Strategies for coping with the Coronavirus lockdown

Just a few short weeks ago we were all going about our daily business as usual. However, in these strange unprecedented times we all now find ourselves in, working from home will become the new ‘normal; for most of us for the foreseeable future, and our team at London DE Fine Jewellery is no exception. This time of lockdown will no doubt present significant challenges for us, such as the home schooling of children for some, daily care for more vulnerable members of our family for others and of course the isolation that comes from staying within our homes nearly 24 hours a day! However, there is certainly light at the end of the tunnel and I am certain that with the support of the teams and networks around us, the essential services and the wider community at large we can make this work and learn some useful adaptations that we can take with us into the future. As an organisation we have already experienced the challenges of motivating and connecting with a team working primarily from their own homes, so the ‘new’ normal is in many ways more normal than one might think, for some of us at least. Despite the fact this is an unfamiliar way of working for many it can be applied to a working model that is highly effective and efficient, achieving both short term and long-term results.

Communication is key, so it is vital to encourage open channels with your team via all the available media. This is important to mitigate any sense of isolation that each person my feel and it empowers them to raise a question, express an opinion openly or make a suggestion as to how we can continually improve our business functions and processes. WhatsApp groups are a very good way of keeping in regular contact at the touch of a button and they can facilitate rapid communication because most people these days never stray far from their smartphone! WhatsApp groups enable our teams to discuss any issues, developments or exciting events as they happen in real time. In addition to the regular updates, we have a regular weekly conference call. This has an agenda that covers key sales prospects, marketing and advertising initiatives and a discussion of the areas each member of the team is working on. This helps to avoid the duplication of effort and keeps people motivated and updated. It also enables priorities to be discussed and set so that each member of the team is working towards the collective goal and they remain focused on the task in hand.

Feedback is crucial, in order to harness the principle that the whole is greater than the sum of its parts. When working remotely it is important to remember the fact that over 50% of communication is nonverbal, so you can only use half the available bandwidth when communicating digitally. Regular check-ins and catchups are vital to maintain the flow of information and ideas between your team members. This enables management to identify any potential issues as soon as possible, affording the best chance of solving them in a timely manner! It is also important to be considerate of the external pressures and time constraints that your team may be under. At this uniquely challenging time those pressures may be exceptionally great and, in some cases, unforeseen. Flexibility is the key to managing people effectively and especially during times of great uncertainty and national crisis. If any members of your team have dependents, then it is essential that they communicate with you what demands they are placing on their time and ability to complete the tasks and objectives you have set.

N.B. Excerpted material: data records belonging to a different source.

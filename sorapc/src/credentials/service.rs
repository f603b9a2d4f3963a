//! Credential management operations.

use std::sync::Arc;

use serde::Serialize;
use tracing::{debug, info, instrument, warn};

use super::plan::parse_plan_type;
use super::types::{Credential, PlanTier, Quota};
use crate::database::models::CredentialInput;
use crate::database::repositories::CredentialRepository;
use crate::remote::RemoteApi;
use crate::{Error, Result};

const DEFAULT_PAGE_SIZE: i64 = 20;

/// Listing row for the management view, bearer included.
#[derive(Debug, Clone, Serialize)]
pub struct CredentialSummary {
    pub id: i64,
    pub token: String,
    pub is_active: bool,
    pub remark: Option<String>,
    pub image_enabled: bool,
    pub video_enabled: bool,
    pub image_concurrency: i64,
    pub video_concurrency: i64,
    pub email: Option<String>,
    pub plan_type: String,
    pub plan_tier: PlanTier,
    pub remaining: Quota,
    pub access_resets_in_seconds: Option<i64>,
}

impl From<Credential> for CredentialSummary {
    fn from(c: Credential) -> Self {
        let remaining = c.quota();
        let plan_tier = c.plan_tier();
        let resets = c
            .status
            .rate_limit
            .as_ref()
            .and_then(|r| r.access_resets_in_seconds);
        Self {
            id: c.id,
            token: c.bearer,
            is_active: c.active,
            remark: c.remark,
            image_enabled: c.image_enabled,
            video_enabled: c.video_enabled,
            image_concurrency: c.limits.image,
            video_concurrency: c.limits.video,
            email: c.status.email,
            plan_type: c.plan_label,
            plan_tier,
            remaining,
            access_resets_in_seconds: resets,
        }
    }
}

#[derive(Debug, Clone, Serialize)]
pub struct CredentialPage {
    pub items: Vec<CredentialSummary>,
    pub total: i64,
}

/// Result of an account check.
#[derive(Debug, Clone, PartialEq, Eq, Serialize)]
pub struct TestOutcome {
    pub credential_id: i64,
    pub email: Option<String>,
    pub plan_type: Option<String>,
}

pub struct CredentialService {
    repo: Arc<dyn CredentialRepository>,
    remote: Arc<dyn RemoteApi>,
}

impl CredentialService {
    pub fn new(repo: Arc<dyn CredentialRepository>, remote: Arc<dyn RemoteApi>) -> Self {
        Self { repo, remote }
    }

    fn validate(input: &CredentialInput) -> Result<()> {
        if input.token.trim().is_empty() {
            return Err(Error::EmptyIdentifier("token"));
        }
        Ok(())
    }

    /// Add a credential, optionally with an already-fetched account status,
    /// then look up its plan. A failed plan lookup leaves the label empty.
    #[instrument(skip_all)]
    pub async fn add(&self, input: &CredentialInput, status_json: Option<&str>) -> Result<i64> {
        Self::validate(input)?;
        let id = self.repo.create_credential(input, status_json).await?;
        info!(credential_id = id, "Credential added");
        self.refresh_plan(id, input.token.trim()).await;
        Ok(id)
    }

    /// Bulk import bare tokens with default settings. Blank lines are skipped.
    /// Returns the number imported.
    #[instrument(skip_all, fields(count = tokens.len()))]
    pub async fn import(&self, tokens: &[String]) -> Result<usize> {
        let mut imported = 0;
        for token in tokens.iter().map(|t| t.trim()).filter(|t| !t.is_empty()) {
            match self
                .repo
                .create_credential(&CredentialInput::new(token), None)
                .await
            {
                Ok(_) => imported += 1,
                Err(error) => warn!(error = %error, "Skipping token that failed to import"),
            }
        }
        info!(imported, "Tokens imported");
        Ok(imported)
    }

    pub async fn update(&self, id: i64, input: &CredentialInput) -> Result<()> {
        Self::validate(input)?;
        self.repo.update_credential(id, input).await
    }

    pub async fn delete(&self, id: i64) -> Result<()> {
        self.repo.delete_credential(id).await
    }

    pub async fn delete_many(&self, ids: &[i64]) -> Result<u64> {
        self.repo.delete_credentials(ids).await
    }

    pub async fn set_active(&self, id: i64, active: bool) -> Result<()> {
        self.repo.set_active(id, active).await
    }

    pub async fn set_active_many(&self, ids: &[i64], active: bool) -> Result<u64> {
        self.repo.set_active_many(ids, active).await
    }

    pub async fn get(&self, id: i64) -> Result<Credential> {
        Ok(self.repo.get_credential(id).await?.into())
    }

    /// One page of credentials, 1-based. Non-positive inputs fall back to
    /// page 1 and the default size.
    pub async fn list(&self, page: i64, limit: i64) -> Result<CredentialPage> {
        let page = page.max(1);
        let limit = if limit < 1 { DEFAULT_PAGE_SIZE } else { limit };
        let total = self.repo.count_credentials().await?;
        let items = self
            .repo
            .list_credentials((page - 1) * limit, limit)
            .await?
            .into_iter()
            .map(|m| CredentialSummary::from(Credential::from(m)))
            .collect();
        Ok(CredentialPage { items, total })
    }

    /// Fetch the account status, cache it, and refresh the plan label.
    #[instrument(skip(self))]
    pub async fn test(&self, id: i64) -> Result<TestOutcome> {
        let model = self.repo.get_credential(id).await?;
        let bearer = model.token.trim().to_string();
        if bearer.is_empty() {
            return Err(Error::EmptyIdentifier("credential bearer"));
        }

        let status = self.remote.account_status(&bearer).await?;
        self.repo
            .update_status_json(id, &serde_json::to_string(&status)?)
            .await?;
        let email = status
            .get("email")
            .and_then(serde_json::Value::as_str)
            .map(str::to_string);

        let plan_type = self.refresh_plan(id, &bearer).await;
        info!(credential_id = id, email = ?email, plan = ?plan_type, "Credential tested");

        Ok(TestOutcome {
            credential_id: id,
            email,
            plan_type,
        })
    }

    /// Test several credentials; individual failures are logged and skipped.
    pub async fn test_many(&self, ids: &[i64]) -> Vec<TestOutcome> {
        let mut outcomes = Vec::with_capacity(ids.len());
        for &id in ids {
            match self.test(id).await {
                Ok(outcome) => outcomes.push(outcome),
                Err(error) => warn!(credential_id = id, error = %error, "Credential test failed"),
            }
        }
        outcomes
    }

    async fn refresh_plan(&self, id: i64, bearer: &str) -> Option<String> {
        let response = match self.remote.subscriptions(bearer).await {
            Ok(response) => response,
            Err(error) => {
                warn!(credential_id = id, error = %error, "Subscription lookup failed");
                return None;
            }
        };
        let plan = parse_plan_type(&response)?;
        if let Err(error) = self.repo.update_plan_type(id, &plan).await {
            warn!(credential_id = id, error = %error, "Failed to store plan type");
            return None;
        }
        debug!(credential_id = id, plan = %plan, "Plan type updated");
        Some(plan)
    }
}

It is vital that, for example, people have adequate time and space to completed regular exercise routines, as staying healthy and fit is the key to maintaining a strong immune system. With gyms and sports facilities closed to the public for the foreseeable future, walking, jogging, cycling and indoor home exercise routines should be encouraged. It is also important to try to maintain those small-talk ‘chats’ as much as possible so that a sense of community is upheld. This is also a good way of relieving stress and anxiety, in both good times and bad, as camaraderie and good humour goes a long way to lift the spirits!

I hope that by sharing articles such as these we can collectively find a way to work through the present difficulties with a quiet confidence and determination. This will be over within a matter of months, if not weeks, and when it is over, we will all be able to draw some salutary lessons. It is clear that each and every organisation, and indeed every individual within them, will learn to adapt and overcome, which is one of the great traditions of the human race!